Sony takes a [small] step in the right direction

Today at MWC 2018 in Barcelona Sony announced its latest flagship Android phones, the Xperia XZ2 and XZ2 Compact. Looking at them without context, you’d be forgiven for thinking they were released a couple of years ago. Yet these are Sony’s most modern smartphone designs ever, with curved 3D glass and much smaller bezels than previous Xperia devices.

The larger XZ2 undeniably feels very nice in the hand. Its glass back makes the phone plenty grippy, and the aluminum sides are curved just enough to look good without causing it to slip out of your hand too easily. At 5.7 inches the Full HD HDR display is marginally smaller than competing flagships, but it does go with the stretched 18:9 trend and feels just as modern as the HTC U11+ I’m currently using as my daily driver. Sony branding on the front is disappointing but not unexpected, as is the removal of the headphone jack.

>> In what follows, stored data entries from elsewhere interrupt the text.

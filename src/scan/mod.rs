//! Recursive directory scanner.
//!
//! Walks a bookmark root, skips excluded components, and pushes every
//! surviving entry into the index store with a mirrored persistence op.
//! Scans take many short write latches (one per entry) rather than one
//! long one, so queries keep flowing during a walk.

use std::collections::HashSet;
use std::path::Path;
use std::sync::{Arc, OnceLock, RwLock};
use std::time::Instant;

use globset::{Glob, GlobSet, GlobSetBuilder};
use tracing::{info, warn};
use walkdir::WalkDir;

use crate::index::types::BookmarkId;
use crate::index::IndexStore;
use crate::persist::writer::{DbOp, PersistHandle};
use crate::utils::fsmeta::{mtime_secs, size_bytes};

/// Path components that are never indexed, wherever they appear.
pub const EXCLUDED_COMPONENTS: &[&str] = &[
    ".git",
    "node_modules",
    "__pycache__",
    ".cache",
    ".npm",
    ".cargo",
    "target",
    "build",
    "dist",
    ".next",
    ".nuxt",
    "Trash",
];

/// Globs applied to path components on top of the exact names.
const EXCLUDED_GLOBS: &[&str] = &[".Trash*"];

/// Compiled exclusion rules.
pub struct ExcludeRules {
    names: HashSet<&'static str>,
    globs: GlobSet,
}

impl ExcludeRules {
    fn new() -> Self {
        let mut builder = GlobSetBuilder::new();
        for pattern in EXCLUDED_GLOBS {
            builder.add(Glob::new(pattern).expect("static exclusion glob must compile"));
        }
        Self {
            names: EXCLUDED_COMPONENTS.iter().copied().collect(),
            globs: builder.build().expect("static exclusion set must compile"),
        }
    }

    /// True when a single path component is excluded.
    pub fn matches_component(&self, component: &str) -> bool {
        self.names.contains(component) || self.globs.is_match(component)
    }

    /// True when any component of `path` is excluded.
    pub fn matches_path(&self, path: &Path) -> bool {
        path.components().any(|c| {
            c.as_os_str()
                .to_str()
                .is_some_and(|s| self.matches_component(s))
        })
    }
}

/// The shared exclusion rule set (compiled once).
pub fn excludes() -> &'static ExcludeRules {
    static RULES: OnceLock<ExcludeRules> = OnceLock::new();
    RULES.get_or_init(ExcludeRules::new)
}

/// Walk `root` and index everything under it. Returns the number of
/// entries indexed.
///
/// Symbolic links are followed; walkdir's ancestor check breaks cycles.
/// Per-entry failures (permission denied, vanished file) are logged and
/// skipped, the walk continues.
pub fn scan_directory(
    root: &Path,
    bookmark_id: BookmarkId,
    store: &Arc<RwLock<IndexStore>>,
    persist: &PersistHandle,
) -> usize {
    let start = Instant::now();
    let rules = excludes();
    let mut count = 0usize;

    let walker = WalkDir::new(root).follow_links(true).into_iter().filter_entry(|entry| {
        entry
            .file_name()
            .to_str()
            .map(|name| !rules.matches_component(name))
            .unwrap_or(true)
    });

    for entry in walker {
        let entry = match entry {
            Ok(e) => e,
            Err(e) => {
                warn!(error = %e, "skipping unreadable entry");
                continue;
            }
        };
        let meta = match entry.metadata() {
            Ok(m) => m,
            Err(e) => {
                warn!(path = %entry.path().display(), error = %e, "skipping entry without metadata");
                continue;
            }
        };

        let path = entry.path().to_string_lossy().into_owned();
        let is_dir = meta.is_dir();
        let mtime = mtime_secs(&meta);
        let size = size_bytes(&meta);

        let record = {
            let mut index = store.write().unwrap();
            let id = index.insert(&path, is_dir, mtime, size, bookmark_id);
            index.record(id).cloned()
        };
        if let Some(record) = record {
            persist.send(DbOp::SaveFile(record));
            count += 1;
        }
    }

    info!(
        root = %root.display(),
        indexed = count,
        elapsed_ms = start.elapsed().as_millis() as u64,
        "scan complete"
    );
    count
}

#[cfg(test)]
mod tests {
    use super::*;
    use crate::persist::writer::spawn_writer;
    use crate::persist::Database;
    use std::fs;

    fn scan_fixture(build: impl Fn(&Path)) -> (Arc<RwLock<IndexStore>>, usize) {
        let dir = tempfile::tempdir().unwrap();
        let db_dir = tempfile::tempdir().unwrap();
        build(dir.path());

        let db = Database::open(&db_dir.path().join("scan-test.db")).unwrap();
        let (persist, thread) = spawn_writer(db);

        let store = Arc::new(RwLock::new(IndexStore::new()));
        let bid = {
            let mut index = store.write().unwrap();
            index
                .add_bookmark("t", &dir.path().to_string_lossy(), false)
                .unwrap()
        };

        let count = scan_directory(dir.path(), bid, &store, &persist);
        drop(persist);
        thread.join().unwrap();
        (store, count)
    }

    #[test]
    fn test_exclusion_rules() {
        let rules = excludes();
        assert!(rules.matches_component(".git"));
        assert!(rules.matches_component("node_modules"));
        assert!(rules.matches_component("Trash"));
        assert!(rules.matches_component(".Trash-1000"));
        assert!(!rules.matches_component("src"));
        assert!(!rules.matches_component("git"));
        assert!(!rules.matches_component("trash"));

        assert!(rules.matches_path(Path::new("/home/u/proj/.git/objects/ab")));
        assert!(!rules.matches_path(Path::new("/home/u/proj/src/main.rs")));
    }

    #[test]
    fn test_scan_indexes_tree() {
        let (store, count) = scan_fixture(|root| {
            fs::write(root.join("a.txt"), "a").unwrap();
            fs::write(root.join("b.txt"), "b").unwrap();
            fs::create_dir(root.join("sub")).unwrap();
            fs::write(root.join("sub/c.txt"), "c").unwrap();
        });

        // root dir + sub dir + three files
        assert_eq!(count, 5);
        let index = store.read().unwrap();
        assert_eq!(index.file_count(), 5);
    }

    #[test]
    fn test_scan_skips_excluded_directories() {
        let (store, _) = scan_fixture(|root| {
            fs::write(root.join("a.txt"), "a").unwrap();
            fs::create_dir(root.join(".git")).unwrap();
            for i in 0..10 {
                fs::write(root.join(".git").join(format!("obj{i}")), "x").unwrap();
            }
            fs::create_dir(root.join(".Trash-1000")).unwrap();
            fs::write(root.join(".Trash-1000/junk"), "x").unwrap();
        });

        let index = store.read().unwrap();
        assert!(index.lookup_path(&format!(
            "{}/a.txt",
            index.bookmarks().next().unwrap().path
        ))
        .is_some());
        for record in index.records() {
            assert!(!record.path.contains(".git"));
            assert!(!record.path.contains(".Trash"));
        }
    }

    #[test]
    fn test_rescan_is_idempotent() {
        let dir = tempfile::tempdir().unwrap();
        let db_dir = tempfile::tempdir().unwrap();
        fs::write(dir.path().join("a.txt"), "a").unwrap();

        let db = Database::open(&db_dir.path().join("scan-test.db")).unwrap();
        let (persist, thread) = spawn_writer(db);
        let store = Arc::new(RwLock::new(IndexStore::new()));
        let bid = {
            let mut index = store.write().unwrap();
            index
                .add_bookmark("t", &dir.path().to_string_lossy(), false)
                .unwrap()
        };

        scan_directory(dir.path(), bid, &store, &persist);
        let first = store.read().unwrap().file_count();
        scan_directory(dir.path(), bid, &store, &persist);
        assert_eq!(store.read().unwrap().file_count(), first);

        drop(persist);
        thread.join().unwrap();
    }
}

It’s clear from using the phone that it’s a pre-production model as it bugged out a couple of times on me. It was still snappy when switching between multiple intensive apps, as it should be since it’s using Qualcomm’s latest Snapdragon 845 chip with 4GB of RAM. The final version will ship with Android 8.0 Oreo and should be expected to perform exceedingly well.

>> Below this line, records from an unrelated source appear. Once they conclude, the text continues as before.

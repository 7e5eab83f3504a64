#![no_main]

use libfuzzer_sys::fuzz_target;

fuzz_target!(|data: &str| {
    // The query parser must not panic on arbitrary strings
    let _ = nixnav_daemon::query::parse_query(data, |_| None);
});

A key feature for the XZ2 is 4K HDR video recording, which is something Samsung didn’t include in the new Galaxy S9/S9+. In my brief testing, this seemed pretty janky, however. There was a substantial amount of stutter, but the final production model hopefully won’t drop frames to quite the same extent. Like the new Galaxy devices, the XZ2 and XZ2 compact both have 960fps super-slow-motion video recording in full HD. You can hit a button during any video recording to trigger it, which wasn’t especially intuitive at first but worked well eventually.

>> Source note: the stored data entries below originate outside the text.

//! The persistence inbox.
//!
//! Every component that mutates the in-memory index mirrors the mutation
//! here as a [`DbOp`]. A single thread drains the queue and commits each
//! drained batch in one transaction, so write ordering is exactly send
//! ordering and no other thread ever touches the connection.
//!
//! A batch that keeps failing after retries marks the database unhealthy:
//! later mutating requests are answered with `db_error` while queries keep
//! serving from memory, and the writer discards further ops until restart.

use std::sync::atomic::{AtomicBool, Ordering};
use std::sync::mpsc::{channel, Receiver, Sender, SyncSender};
use std::sync::Arc;
use std::thread::{self, JoinHandle};
use std::time::Duration;

use rusqlite::{params, Transaction, TransactionBehavior};
use tracing::{debug, error, warn};

use crate::index::types::{Bookmark, BookmarkId, FileRecord};
use crate::persist::{like_escape, Database};

/// Maximum ops folded into one transaction.
const BATCH_LIMIT: usize = 512;

/// Retry attempts before the database is declared unhealthy.
const RETRY_ATTEMPTS: u32 = 3;

const RETRY_BASE_DELAY: Duration = Duration::from_millis(50);

/// One durable mutation.
pub enum DbOp {
    SaveFile(FileRecord),
    /// Bulk form for directory renames, where every descendant row moves.
    SaveFiles(Vec<FileRecord>),
    RemoveFile(String),
    /// Delete the path and everything beneath it.
    ClearUnder(String),
    SaveBookmark(Bookmark),
    RemoveBookmark(BookmarkId),
    SetLastScan(BookmarkId, i64),
    /// Write fence: acknowledged once everything queued before it is
    /// committed.
    Flush(SyncSender<()>),
}

/// Cloneable sender side of the persistence inbox.
#[derive(Clone)]
pub struct PersistHandle {
    tx: Sender<DbOp>,
    healthy: Arc<AtomicBool>,
}

impl PersistHandle {
    pub fn send(&self, op: DbOp) {
        if self.tx.send(op).is_err() {
            self.healthy.store(false, Ordering::Relaxed);
            warn!("persistence writer is gone; mutation dropped");
        }
    }

    pub fn is_healthy(&self) -> bool {
        self.healthy.load(Ordering::Relaxed)
    }

    /// Block until every previously queued op is committed, or the timeout
    /// elapses. Returns false on timeout or a dead writer.
    pub fn flush(&self, timeout: Duration) -> bool {
        let (ack_tx, ack_rx) = std::sync::mpsc::sync_channel(1);
        if self.tx.send(DbOp::Flush(ack_tx)).is_err() {
            return false;
        }
        ack_rx.recv_timeout(timeout).is_ok()
    }
}

/// Start the writer thread. The thread exits once every handle clone is
/// dropped and the queue has drained.
pub fn spawn_writer(db: Database) -> (PersistHandle, JoinHandle<()>) {
    let (tx, rx) = channel::<DbOp>();
    let healthy = Arc::new(AtomicBool::new(true));
    let handle = PersistHandle {
        tx,
        healthy: Arc::clone(&healthy),
    };

    let thread = thread::Builder::new()
        .name("nixnav-persist".to_string())
        .spawn(move || run_writer(db, rx, healthy))
        .expect("failed to spawn persistence writer");

    (handle, thread)
}

fn run_writer(mut db: Database, rx: Receiver<DbOp>, healthy: Arc<AtomicBool>) {
    while let Ok(first) = rx.recv() {
        let mut batch = vec![first];
        while batch.len() < BATCH_LIMIT {
            match rx.try_recv() {
                Ok(op) => batch.push(op),
                Err(_) => break,
            }
        }

        let fences: Vec<SyncSender<()>> = batch
            .iter()
            .filter_map(|op| match op {
                DbOp::Flush(ack) => Some(ack.clone()),
                _ => None,
            })
            .collect();

        if healthy.load(Ordering::Relaxed) {
            commit_with_retry(&mut db, &batch, &healthy);
        } else {
            debug!(ops = batch.len(), "database unhealthy, discarding batch");
        }

        for ack in fences {
            let _ = ack.try_send(());
        }
    }
}

fn commit_with_retry(db: &mut Database, batch: &[DbOp], healthy: &AtomicBool) {
    let mut delay = RETRY_BASE_DELAY;
    for attempt in 1..=RETRY_ATTEMPTS {
        match db.apply_batch(batch) {
            Ok(()) => return,
            Err(e) if attempt < RETRY_ATTEMPTS => {
                warn!(attempt, error = %e, "persistence batch failed, retrying");
                thread::sleep(delay);
                delay *= 4;
            }
            Err(e) => {
                error!(
                    error = %e,
                    "persistence batch failed after retries, marking database unhealthy"
                );
                healthy.store(false, Ordering::Relaxed);
            }
        }
    }
}

impl Database {
    /// Apply a batch of ops in one transaction.
    pub(crate) fn apply_batch(&mut self, batch: &[DbOp]) -> rusqlite::Result<()> {
        let tx = self
            .conn
            .transaction_with_behavior(TransactionBehavior::Immediate)?;
        for op in batch {
            apply_op(&tx, op)?;
        }
        tx.commit()
    }
}

fn apply_op(tx: &Transaction<'_>, op: &DbOp) -> rusqlite::Result<()> {
    match op {
        DbOp::SaveFile(record) => save_file(tx, record)?,
        DbOp::SaveFiles(records) => {
            for record in records {
                save_file(tx, record)?;
            }
        }
        DbOp::RemoveFile(path) => {
            tx.execute("DELETE FROM files WHERE path = ?1", params![path])?;
        }
        DbOp::ClearUnder(path) => {
            tx.execute(
                r"DELETE FROM files WHERE path = ?1 OR path LIKE ?2 ESCAPE '\'",
                params![path, format!("{}/%", like_escape(path))],
            )?;
        }
        DbOp::SaveBookmark(bookmark) => {
            tx.execute(
                "INSERT OR REPLACE INTO bookmarks (id, name, path, is_network, last_scan)
                 VALUES (?1, ?2, ?3, ?4, ?5)",
                params![
                    bookmark.id as i64,
                    bookmark.name,
                    bookmark.path,
                    bookmark.is_network as i64,
                    bookmark.last_scan,
                ],
            )?;
        }
        DbOp::RemoveBookmark(id) => {
            tx.execute("DELETE FROM bookmarks WHERE id = ?1", params![*id as i64])?;
        }
        DbOp::SetLastScan(id, epoch_secs) => {
            tx.execute(
                "UPDATE bookmarks SET last_scan = ?2 WHERE id = ?1",
                params![*id as i64, epoch_secs],
            )?;
        }
        DbOp::Flush(_) => {}
    }
    Ok(())
}

fn save_file(tx: &Transaction<'_>, record: &FileRecord) -> rusqlite::Result<()> {
    tx.execute(
        "INSERT OR REPLACE INTO files (id, path, is_dir, mtime, size, bookmark_id)
         VALUES (?1, ?2, ?3, ?4, ?5, ?6)",
        params![
            record.id as i64,
            record.path,
            record.is_dir as i64,
            record.mtime,
            record.size as i64,
            record.bookmark_id as i64,
        ],
    )?;
    Ok(())
}

#[cfg(test)]
mod tests {
    use super::*;
    use crate::index::IndexStore;

    fn record(id: u64, path: &str) -> FileRecord {
        FileRecord {
            id,
            path: path.to_string(),
            is_dir: false,
            mtime: 100,
            size: 7,
            bookmark_id: 1,
        }
    }

    #[test]
    fn test_writer_persists_batches() {
        let dir = tempfile::tempdir().unwrap();
        let db_path = dir.path().join("index.db");

        let db = Database::open(&db_path).unwrap();
        let (handle, thread) = spawn_writer(db);

        handle.send(DbOp::SaveBookmark(Bookmark {
            id: 1,
            name: "h".to_string(),
            path: "/tmp/h".to_string(),
            is_network: false,
            last_scan: None,
        }));
        handle.send(DbOp::SaveFile(record(1, "/tmp/h/a.txt")));
        handle.send(DbOp::SaveFile(record(2, "/tmp/h/b.txt")));
        handle.send(DbOp::RemoveFile("/tmp/h/a.txt".to_string()));
        handle.send(DbOp::SetLastScan(1, 99));
        assert!(handle.flush(Duration::from_secs(5)));
        assert!(handle.is_healthy());

        drop(handle);
        thread.join().unwrap();

        let db = Database::open(&db_path).unwrap();
        let mut store = IndexStore::new();
        let (files, bookmarks) = db.load_into(&mut store).unwrap();
        assert_eq!((files, bookmarks), (1, 1));
        assert!(store.lookup_path("/tmp/h/b.txt").is_some());
        assert_eq!(store.bookmark_by_name("h").unwrap().last_scan, Some(99));
    }

    #[test]
    fn test_clear_under_removes_subtree_only() {
        let dir = tempfile::tempdir().unwrap();
        let mut db = Database::open(&dir.path().join("index.db")).unwrap();
        db.apply_batch(&[
            DbOp::SaveFile(record(1, "/tmp/h")),
            DbOp::SaveFile(record(2, "/tmp/h/a.txt")),
            DbOp::SaveFile(record(3, "/tmp/hx/b.txt")),
            DbOp::ClearUnder("/tmp/h".to_string()),
        ])
        .unwrap();

        let mut store = IndexStore::new();
        let (files, _) = db.load_into(&mut store).unwrap();
        assert_eq!(files, 1);
        assert!(store.lookup_path("/tmp/hx/b.txt").is_some());
    }
}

Another feature talked up by Sony at this morning’s press conference was the Dynamic Vibration System. Only available on the bigger XZ2, it combines bass-simulating haptics with the HD audio output of the front-facing stereo speakers. There were only two songs on the demo model I used with which I could test this, and both times it felt pretty uninspiring. I’d hate to pass judgment before a full review, but this is likely to fall into the ‘gimmick’ category. It’s adjusted in a separate bar next to the volume slider, but I would hope that can be removed if you want to.

The smaller XZ2 Compact shares most of the same hardware and software aside from the vibration thing. It can be distinguished only by its smaller 5.0″ display and 2870mAh battery (compared to 3180mAh). It’s also considerably thicker than the regular Xz2, as you can see from the photo below. Even so, it feels great in the hand – Ryne was particularly enamored by it.